- What this task involves: From the records below, please return each line that holds the word "precedes".

(Stored items)
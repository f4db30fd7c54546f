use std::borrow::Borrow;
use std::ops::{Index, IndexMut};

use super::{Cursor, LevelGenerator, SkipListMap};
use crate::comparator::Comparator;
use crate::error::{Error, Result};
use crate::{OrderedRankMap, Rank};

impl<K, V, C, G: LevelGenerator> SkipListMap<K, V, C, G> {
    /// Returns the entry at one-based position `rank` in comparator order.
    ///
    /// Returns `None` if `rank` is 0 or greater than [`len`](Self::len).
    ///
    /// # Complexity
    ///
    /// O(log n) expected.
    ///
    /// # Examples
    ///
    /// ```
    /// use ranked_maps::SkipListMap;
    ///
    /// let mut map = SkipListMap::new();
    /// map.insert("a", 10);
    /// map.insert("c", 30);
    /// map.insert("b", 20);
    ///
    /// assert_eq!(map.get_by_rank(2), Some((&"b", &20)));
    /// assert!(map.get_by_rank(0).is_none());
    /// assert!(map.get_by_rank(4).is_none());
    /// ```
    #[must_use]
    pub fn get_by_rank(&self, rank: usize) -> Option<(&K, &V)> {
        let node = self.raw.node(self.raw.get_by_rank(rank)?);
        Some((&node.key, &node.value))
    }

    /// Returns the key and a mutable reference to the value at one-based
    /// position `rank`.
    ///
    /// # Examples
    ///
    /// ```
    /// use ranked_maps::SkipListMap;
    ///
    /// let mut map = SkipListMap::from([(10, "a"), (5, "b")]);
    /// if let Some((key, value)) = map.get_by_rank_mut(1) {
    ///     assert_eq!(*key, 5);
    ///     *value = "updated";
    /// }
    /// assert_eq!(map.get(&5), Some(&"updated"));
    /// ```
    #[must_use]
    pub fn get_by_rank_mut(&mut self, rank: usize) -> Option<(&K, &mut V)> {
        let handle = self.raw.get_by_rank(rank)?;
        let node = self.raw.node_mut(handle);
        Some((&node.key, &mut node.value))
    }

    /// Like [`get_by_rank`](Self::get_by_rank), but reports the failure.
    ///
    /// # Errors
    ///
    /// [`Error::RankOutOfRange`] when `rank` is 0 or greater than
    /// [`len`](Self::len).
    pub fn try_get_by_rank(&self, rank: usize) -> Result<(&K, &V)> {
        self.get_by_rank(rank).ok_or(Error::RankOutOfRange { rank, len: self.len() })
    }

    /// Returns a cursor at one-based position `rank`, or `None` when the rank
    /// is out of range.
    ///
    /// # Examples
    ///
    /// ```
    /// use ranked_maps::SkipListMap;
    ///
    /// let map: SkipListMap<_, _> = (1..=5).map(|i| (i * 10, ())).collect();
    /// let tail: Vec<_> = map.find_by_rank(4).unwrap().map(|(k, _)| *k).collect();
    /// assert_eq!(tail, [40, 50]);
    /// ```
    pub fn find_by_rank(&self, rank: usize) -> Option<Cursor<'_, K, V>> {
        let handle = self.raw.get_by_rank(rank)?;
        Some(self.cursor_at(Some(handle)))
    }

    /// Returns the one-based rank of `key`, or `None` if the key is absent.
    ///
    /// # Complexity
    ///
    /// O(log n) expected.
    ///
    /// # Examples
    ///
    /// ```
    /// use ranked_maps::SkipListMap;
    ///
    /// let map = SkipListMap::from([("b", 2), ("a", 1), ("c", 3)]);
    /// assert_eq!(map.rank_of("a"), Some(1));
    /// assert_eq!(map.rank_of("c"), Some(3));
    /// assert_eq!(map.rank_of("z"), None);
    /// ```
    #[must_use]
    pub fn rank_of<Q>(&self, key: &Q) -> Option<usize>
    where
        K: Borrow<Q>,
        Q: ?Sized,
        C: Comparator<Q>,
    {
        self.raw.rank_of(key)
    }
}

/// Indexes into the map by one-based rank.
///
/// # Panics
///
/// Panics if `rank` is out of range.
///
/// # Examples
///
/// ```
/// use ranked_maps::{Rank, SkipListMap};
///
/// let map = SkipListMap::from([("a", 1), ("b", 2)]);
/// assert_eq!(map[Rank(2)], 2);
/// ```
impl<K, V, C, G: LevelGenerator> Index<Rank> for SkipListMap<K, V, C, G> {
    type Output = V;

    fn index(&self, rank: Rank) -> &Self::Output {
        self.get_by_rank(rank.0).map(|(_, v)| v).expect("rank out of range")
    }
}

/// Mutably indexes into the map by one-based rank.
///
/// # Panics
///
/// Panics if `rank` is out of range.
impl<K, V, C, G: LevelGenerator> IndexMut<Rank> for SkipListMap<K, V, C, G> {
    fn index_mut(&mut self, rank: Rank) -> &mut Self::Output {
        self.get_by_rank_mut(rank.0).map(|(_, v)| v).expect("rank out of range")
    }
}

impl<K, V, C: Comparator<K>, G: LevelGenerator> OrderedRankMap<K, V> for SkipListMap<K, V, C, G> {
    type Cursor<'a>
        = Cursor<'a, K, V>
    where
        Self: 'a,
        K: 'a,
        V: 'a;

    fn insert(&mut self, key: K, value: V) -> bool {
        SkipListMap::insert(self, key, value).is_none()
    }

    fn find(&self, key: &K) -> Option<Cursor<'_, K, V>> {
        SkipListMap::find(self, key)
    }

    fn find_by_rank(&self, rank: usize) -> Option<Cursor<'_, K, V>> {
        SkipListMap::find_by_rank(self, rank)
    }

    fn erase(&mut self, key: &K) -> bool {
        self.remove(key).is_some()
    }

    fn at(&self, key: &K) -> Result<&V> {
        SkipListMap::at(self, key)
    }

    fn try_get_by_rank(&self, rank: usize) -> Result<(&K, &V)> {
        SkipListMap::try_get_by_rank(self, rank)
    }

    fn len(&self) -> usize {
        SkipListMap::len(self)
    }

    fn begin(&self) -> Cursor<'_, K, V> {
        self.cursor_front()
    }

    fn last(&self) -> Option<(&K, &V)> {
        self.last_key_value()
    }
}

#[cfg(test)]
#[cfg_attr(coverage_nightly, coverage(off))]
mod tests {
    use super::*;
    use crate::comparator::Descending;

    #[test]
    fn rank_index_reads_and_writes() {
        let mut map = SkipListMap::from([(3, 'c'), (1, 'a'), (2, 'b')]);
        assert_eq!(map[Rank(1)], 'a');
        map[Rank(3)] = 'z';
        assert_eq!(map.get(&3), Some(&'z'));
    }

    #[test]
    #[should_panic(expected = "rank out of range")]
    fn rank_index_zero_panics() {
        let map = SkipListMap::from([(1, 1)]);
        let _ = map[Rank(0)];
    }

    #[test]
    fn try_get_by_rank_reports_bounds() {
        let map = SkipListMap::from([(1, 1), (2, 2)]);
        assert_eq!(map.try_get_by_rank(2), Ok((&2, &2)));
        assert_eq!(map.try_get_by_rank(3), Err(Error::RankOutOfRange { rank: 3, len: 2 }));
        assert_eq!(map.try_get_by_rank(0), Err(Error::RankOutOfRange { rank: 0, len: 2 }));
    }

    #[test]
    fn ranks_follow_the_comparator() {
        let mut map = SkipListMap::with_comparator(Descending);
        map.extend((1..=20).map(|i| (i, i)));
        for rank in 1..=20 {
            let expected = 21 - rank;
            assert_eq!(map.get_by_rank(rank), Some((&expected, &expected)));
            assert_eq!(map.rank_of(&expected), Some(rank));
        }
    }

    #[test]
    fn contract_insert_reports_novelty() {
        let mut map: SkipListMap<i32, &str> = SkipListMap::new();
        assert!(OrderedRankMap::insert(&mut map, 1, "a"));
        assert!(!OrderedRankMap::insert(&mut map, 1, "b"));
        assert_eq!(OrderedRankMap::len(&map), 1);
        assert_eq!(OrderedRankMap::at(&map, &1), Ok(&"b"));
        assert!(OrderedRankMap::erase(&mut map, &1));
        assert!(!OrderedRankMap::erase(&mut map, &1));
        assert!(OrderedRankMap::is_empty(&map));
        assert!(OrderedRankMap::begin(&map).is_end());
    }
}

--

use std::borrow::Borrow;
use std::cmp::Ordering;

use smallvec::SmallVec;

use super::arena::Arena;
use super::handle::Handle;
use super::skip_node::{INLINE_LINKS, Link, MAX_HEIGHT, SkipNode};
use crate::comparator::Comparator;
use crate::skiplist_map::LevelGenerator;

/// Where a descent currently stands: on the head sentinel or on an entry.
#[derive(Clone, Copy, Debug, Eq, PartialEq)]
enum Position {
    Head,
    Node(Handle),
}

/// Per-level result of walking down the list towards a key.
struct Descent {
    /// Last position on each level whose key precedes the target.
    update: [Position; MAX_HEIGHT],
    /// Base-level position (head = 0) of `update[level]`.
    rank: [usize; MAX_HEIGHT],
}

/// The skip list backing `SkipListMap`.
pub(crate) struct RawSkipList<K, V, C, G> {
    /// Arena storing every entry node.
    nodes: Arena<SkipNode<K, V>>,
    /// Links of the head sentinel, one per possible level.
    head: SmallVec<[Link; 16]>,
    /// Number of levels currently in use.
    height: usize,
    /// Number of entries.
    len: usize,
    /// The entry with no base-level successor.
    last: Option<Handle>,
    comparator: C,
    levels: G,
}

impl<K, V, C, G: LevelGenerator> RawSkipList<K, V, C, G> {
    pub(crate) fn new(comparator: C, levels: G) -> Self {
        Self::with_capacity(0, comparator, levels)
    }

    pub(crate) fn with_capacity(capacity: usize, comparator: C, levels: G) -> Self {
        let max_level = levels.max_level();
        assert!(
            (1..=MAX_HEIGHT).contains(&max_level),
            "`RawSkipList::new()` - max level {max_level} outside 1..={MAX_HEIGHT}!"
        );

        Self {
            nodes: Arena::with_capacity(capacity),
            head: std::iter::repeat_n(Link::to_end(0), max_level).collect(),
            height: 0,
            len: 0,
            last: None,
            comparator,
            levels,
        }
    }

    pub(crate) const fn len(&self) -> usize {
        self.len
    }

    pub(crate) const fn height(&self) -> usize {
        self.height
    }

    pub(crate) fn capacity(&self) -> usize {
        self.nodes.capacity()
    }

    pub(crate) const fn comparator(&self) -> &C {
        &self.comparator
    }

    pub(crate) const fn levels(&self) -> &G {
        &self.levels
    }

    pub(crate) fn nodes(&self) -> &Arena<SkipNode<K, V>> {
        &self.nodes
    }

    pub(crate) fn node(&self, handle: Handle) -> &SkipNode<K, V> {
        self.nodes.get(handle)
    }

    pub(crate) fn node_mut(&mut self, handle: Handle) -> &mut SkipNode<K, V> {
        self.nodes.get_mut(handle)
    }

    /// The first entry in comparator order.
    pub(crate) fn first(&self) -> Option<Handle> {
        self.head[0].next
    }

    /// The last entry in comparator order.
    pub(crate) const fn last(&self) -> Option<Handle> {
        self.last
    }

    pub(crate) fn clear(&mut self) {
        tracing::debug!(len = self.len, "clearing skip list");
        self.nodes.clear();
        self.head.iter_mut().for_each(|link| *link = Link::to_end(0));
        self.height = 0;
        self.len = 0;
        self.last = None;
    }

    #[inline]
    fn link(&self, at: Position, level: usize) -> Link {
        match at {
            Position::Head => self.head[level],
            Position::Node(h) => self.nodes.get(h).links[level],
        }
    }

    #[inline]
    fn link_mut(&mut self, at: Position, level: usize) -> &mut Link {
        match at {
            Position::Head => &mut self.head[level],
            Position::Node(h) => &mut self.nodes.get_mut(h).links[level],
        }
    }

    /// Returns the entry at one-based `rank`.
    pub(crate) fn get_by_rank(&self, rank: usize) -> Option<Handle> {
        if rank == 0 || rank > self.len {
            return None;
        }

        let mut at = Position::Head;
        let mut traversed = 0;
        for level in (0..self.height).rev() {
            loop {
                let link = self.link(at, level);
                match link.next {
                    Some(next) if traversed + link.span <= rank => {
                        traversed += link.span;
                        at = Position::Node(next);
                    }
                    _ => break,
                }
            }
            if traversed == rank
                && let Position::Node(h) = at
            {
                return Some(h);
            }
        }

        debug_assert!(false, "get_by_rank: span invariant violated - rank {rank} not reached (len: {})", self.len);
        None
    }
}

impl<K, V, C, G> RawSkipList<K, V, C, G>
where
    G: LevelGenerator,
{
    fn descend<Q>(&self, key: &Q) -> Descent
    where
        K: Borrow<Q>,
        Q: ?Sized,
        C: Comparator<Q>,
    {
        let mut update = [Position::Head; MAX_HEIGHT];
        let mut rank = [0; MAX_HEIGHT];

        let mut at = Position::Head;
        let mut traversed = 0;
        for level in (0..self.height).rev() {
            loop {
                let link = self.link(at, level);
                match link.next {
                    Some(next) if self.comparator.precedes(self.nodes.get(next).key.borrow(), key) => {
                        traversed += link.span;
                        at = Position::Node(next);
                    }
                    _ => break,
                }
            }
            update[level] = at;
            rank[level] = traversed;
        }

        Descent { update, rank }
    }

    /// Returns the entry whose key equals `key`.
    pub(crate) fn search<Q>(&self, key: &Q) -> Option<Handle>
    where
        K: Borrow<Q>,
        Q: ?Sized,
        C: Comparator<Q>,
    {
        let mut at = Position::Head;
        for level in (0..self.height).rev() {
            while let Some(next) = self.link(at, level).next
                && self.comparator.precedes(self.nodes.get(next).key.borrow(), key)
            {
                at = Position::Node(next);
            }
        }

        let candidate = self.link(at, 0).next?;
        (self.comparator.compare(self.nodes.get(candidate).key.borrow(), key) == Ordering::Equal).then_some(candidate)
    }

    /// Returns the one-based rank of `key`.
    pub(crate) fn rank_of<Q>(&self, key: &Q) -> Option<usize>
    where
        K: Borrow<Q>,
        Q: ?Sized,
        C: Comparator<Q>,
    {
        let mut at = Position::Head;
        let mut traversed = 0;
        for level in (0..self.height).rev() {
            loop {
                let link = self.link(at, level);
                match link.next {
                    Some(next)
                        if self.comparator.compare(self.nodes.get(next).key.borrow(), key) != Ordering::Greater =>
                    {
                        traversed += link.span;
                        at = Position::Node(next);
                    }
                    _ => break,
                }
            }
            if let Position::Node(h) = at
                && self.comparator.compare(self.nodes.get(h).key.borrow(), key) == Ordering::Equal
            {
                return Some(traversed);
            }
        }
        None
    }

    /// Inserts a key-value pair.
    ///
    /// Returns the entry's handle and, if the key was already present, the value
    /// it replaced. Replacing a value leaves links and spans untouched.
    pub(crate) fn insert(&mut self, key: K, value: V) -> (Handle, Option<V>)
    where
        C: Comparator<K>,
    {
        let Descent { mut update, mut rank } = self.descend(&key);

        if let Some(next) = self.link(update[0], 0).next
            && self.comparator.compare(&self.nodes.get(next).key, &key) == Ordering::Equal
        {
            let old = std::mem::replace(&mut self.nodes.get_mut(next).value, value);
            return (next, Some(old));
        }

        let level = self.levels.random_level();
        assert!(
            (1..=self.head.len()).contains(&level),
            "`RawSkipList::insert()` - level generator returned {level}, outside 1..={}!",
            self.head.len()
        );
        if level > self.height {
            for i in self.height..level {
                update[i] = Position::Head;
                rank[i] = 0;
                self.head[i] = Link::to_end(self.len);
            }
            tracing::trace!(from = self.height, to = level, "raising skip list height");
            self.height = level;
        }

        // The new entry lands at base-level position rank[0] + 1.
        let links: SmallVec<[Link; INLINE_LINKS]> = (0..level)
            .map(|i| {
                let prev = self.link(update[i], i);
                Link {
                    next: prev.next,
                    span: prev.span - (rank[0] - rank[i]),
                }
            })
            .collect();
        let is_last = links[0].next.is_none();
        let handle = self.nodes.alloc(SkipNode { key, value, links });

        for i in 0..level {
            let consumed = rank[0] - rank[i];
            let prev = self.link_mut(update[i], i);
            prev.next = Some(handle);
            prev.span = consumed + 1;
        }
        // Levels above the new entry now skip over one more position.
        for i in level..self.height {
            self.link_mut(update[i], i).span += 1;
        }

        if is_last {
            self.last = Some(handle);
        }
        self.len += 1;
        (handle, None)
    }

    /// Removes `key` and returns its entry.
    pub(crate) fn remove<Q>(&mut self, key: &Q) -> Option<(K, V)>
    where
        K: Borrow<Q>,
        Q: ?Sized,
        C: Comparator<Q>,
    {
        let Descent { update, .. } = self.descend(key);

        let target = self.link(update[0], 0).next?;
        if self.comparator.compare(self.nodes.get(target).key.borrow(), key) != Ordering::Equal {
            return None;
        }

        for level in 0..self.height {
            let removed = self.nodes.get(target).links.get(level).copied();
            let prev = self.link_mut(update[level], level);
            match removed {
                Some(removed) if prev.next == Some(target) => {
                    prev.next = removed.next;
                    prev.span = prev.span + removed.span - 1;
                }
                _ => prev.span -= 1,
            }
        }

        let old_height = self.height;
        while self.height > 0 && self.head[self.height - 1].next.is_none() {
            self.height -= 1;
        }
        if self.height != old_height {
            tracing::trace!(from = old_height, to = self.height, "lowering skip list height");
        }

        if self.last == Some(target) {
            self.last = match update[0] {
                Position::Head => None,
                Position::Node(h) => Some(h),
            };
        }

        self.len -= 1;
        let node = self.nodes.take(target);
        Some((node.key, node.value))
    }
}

- Result:
    /// Last position on each level whose key precedes the target.
                    Some(next) if self.comparator.precedes(self.nodes.get(next).key.borrow(), key) => {
                && self.comparator.precedes(self.nodes.get(next).key.borrow(), key)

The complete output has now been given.